- **TASK DETAILS**:
Look for "events" in the material below and show each line that contains it.

- **RECORDED INFORMATION**:

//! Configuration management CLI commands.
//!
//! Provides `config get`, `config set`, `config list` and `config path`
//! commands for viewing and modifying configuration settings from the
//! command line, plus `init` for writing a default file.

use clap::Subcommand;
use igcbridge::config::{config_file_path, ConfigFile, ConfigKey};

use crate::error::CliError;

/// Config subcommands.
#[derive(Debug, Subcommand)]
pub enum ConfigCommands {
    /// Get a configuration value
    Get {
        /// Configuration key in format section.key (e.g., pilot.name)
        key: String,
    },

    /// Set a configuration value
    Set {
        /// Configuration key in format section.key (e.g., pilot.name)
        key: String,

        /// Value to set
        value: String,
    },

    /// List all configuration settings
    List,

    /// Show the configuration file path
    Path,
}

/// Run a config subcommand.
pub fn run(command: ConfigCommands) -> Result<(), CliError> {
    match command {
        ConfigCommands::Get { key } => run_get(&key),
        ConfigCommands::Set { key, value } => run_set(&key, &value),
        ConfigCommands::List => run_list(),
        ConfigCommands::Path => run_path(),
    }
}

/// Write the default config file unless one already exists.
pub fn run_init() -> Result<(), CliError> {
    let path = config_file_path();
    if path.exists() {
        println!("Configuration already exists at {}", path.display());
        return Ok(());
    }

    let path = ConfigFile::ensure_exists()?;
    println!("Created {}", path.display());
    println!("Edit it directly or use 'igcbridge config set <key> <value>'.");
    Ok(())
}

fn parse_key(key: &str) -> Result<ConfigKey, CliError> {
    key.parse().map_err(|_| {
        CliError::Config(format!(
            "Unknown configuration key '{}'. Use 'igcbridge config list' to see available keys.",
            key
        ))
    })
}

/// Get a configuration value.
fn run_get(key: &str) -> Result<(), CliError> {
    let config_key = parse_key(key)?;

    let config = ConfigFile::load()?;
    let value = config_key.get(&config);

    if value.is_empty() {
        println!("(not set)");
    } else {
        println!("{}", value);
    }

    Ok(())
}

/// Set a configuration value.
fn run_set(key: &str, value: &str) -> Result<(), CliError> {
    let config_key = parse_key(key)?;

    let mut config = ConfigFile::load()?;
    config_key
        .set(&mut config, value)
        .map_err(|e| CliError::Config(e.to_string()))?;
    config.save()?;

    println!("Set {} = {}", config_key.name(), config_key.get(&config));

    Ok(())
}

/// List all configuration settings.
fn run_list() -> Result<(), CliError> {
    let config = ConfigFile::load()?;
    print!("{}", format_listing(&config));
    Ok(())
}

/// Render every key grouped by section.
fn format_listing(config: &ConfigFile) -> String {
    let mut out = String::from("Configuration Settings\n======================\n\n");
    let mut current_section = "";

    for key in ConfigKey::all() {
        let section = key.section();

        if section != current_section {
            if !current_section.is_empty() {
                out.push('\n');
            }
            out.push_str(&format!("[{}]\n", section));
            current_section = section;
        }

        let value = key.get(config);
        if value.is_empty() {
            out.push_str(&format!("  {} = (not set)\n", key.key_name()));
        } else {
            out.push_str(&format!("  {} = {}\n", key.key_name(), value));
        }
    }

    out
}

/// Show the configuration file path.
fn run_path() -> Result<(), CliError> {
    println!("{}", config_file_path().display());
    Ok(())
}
* * *
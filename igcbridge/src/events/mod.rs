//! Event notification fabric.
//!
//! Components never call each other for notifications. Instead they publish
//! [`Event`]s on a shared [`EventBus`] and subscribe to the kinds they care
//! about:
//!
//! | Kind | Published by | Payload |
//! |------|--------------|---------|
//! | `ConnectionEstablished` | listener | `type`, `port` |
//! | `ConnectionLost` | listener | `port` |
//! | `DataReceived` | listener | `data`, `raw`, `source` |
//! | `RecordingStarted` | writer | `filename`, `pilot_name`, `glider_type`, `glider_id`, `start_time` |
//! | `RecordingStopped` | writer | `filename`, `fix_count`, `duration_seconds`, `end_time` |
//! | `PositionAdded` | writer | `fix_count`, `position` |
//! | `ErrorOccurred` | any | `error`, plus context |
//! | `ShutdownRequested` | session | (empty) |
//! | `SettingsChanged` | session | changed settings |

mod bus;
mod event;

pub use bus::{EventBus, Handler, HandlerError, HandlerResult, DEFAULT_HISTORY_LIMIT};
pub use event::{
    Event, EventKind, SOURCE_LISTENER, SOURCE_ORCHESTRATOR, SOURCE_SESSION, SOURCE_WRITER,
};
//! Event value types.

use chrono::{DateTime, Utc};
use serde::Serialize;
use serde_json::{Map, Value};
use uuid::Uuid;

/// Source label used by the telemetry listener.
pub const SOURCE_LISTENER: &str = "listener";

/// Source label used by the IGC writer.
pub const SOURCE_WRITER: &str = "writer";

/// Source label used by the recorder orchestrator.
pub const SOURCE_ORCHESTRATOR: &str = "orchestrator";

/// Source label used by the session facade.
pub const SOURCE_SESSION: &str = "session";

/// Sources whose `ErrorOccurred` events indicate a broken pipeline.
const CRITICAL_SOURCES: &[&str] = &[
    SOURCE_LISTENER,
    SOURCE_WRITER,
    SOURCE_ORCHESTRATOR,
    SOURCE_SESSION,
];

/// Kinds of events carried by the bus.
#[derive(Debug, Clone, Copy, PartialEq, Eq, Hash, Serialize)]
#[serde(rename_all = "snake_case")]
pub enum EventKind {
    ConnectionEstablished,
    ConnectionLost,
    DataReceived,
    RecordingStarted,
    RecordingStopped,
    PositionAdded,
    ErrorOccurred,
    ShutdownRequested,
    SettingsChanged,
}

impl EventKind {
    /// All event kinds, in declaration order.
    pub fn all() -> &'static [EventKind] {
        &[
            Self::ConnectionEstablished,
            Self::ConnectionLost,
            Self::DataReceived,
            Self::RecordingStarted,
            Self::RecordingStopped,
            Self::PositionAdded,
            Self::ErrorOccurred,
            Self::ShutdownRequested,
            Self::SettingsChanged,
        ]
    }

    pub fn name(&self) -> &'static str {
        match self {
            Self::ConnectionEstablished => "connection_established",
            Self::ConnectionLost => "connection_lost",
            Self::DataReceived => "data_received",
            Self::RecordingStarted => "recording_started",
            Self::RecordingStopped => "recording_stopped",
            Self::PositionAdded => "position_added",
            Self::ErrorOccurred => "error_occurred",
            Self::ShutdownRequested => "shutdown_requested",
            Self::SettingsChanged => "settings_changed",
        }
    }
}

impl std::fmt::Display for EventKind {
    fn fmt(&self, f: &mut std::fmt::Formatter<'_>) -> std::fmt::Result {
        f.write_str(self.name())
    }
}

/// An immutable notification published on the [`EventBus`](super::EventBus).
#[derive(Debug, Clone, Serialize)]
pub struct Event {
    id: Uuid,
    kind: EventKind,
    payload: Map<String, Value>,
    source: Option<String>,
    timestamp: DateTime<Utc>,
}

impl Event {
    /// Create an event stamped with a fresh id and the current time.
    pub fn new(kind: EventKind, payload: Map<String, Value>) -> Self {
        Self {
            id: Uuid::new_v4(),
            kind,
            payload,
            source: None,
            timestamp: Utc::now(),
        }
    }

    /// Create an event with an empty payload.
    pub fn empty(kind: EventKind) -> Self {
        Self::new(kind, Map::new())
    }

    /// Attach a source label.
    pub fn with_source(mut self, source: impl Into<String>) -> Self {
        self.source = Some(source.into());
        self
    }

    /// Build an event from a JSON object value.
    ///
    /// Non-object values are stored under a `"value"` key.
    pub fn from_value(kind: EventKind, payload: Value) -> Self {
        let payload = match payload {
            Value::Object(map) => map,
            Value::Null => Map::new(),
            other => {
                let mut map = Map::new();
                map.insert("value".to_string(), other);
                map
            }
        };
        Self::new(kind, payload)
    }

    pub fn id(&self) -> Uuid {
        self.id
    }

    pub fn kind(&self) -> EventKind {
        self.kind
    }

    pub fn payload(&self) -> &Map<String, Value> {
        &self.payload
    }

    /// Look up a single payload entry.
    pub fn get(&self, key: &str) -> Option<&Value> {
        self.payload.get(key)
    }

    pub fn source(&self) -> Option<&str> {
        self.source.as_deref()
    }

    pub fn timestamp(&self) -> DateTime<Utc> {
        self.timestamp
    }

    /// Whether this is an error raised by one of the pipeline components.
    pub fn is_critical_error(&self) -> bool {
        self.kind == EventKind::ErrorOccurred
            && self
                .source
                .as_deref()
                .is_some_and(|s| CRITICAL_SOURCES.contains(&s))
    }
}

- **RESPONSE TO THE TASK**:
filename igcbridge/src/events/mod.rs
/// Sources whose `ErrorOccurred` events indicate a broken pipeline.
/// Kinds of events carried by the bus.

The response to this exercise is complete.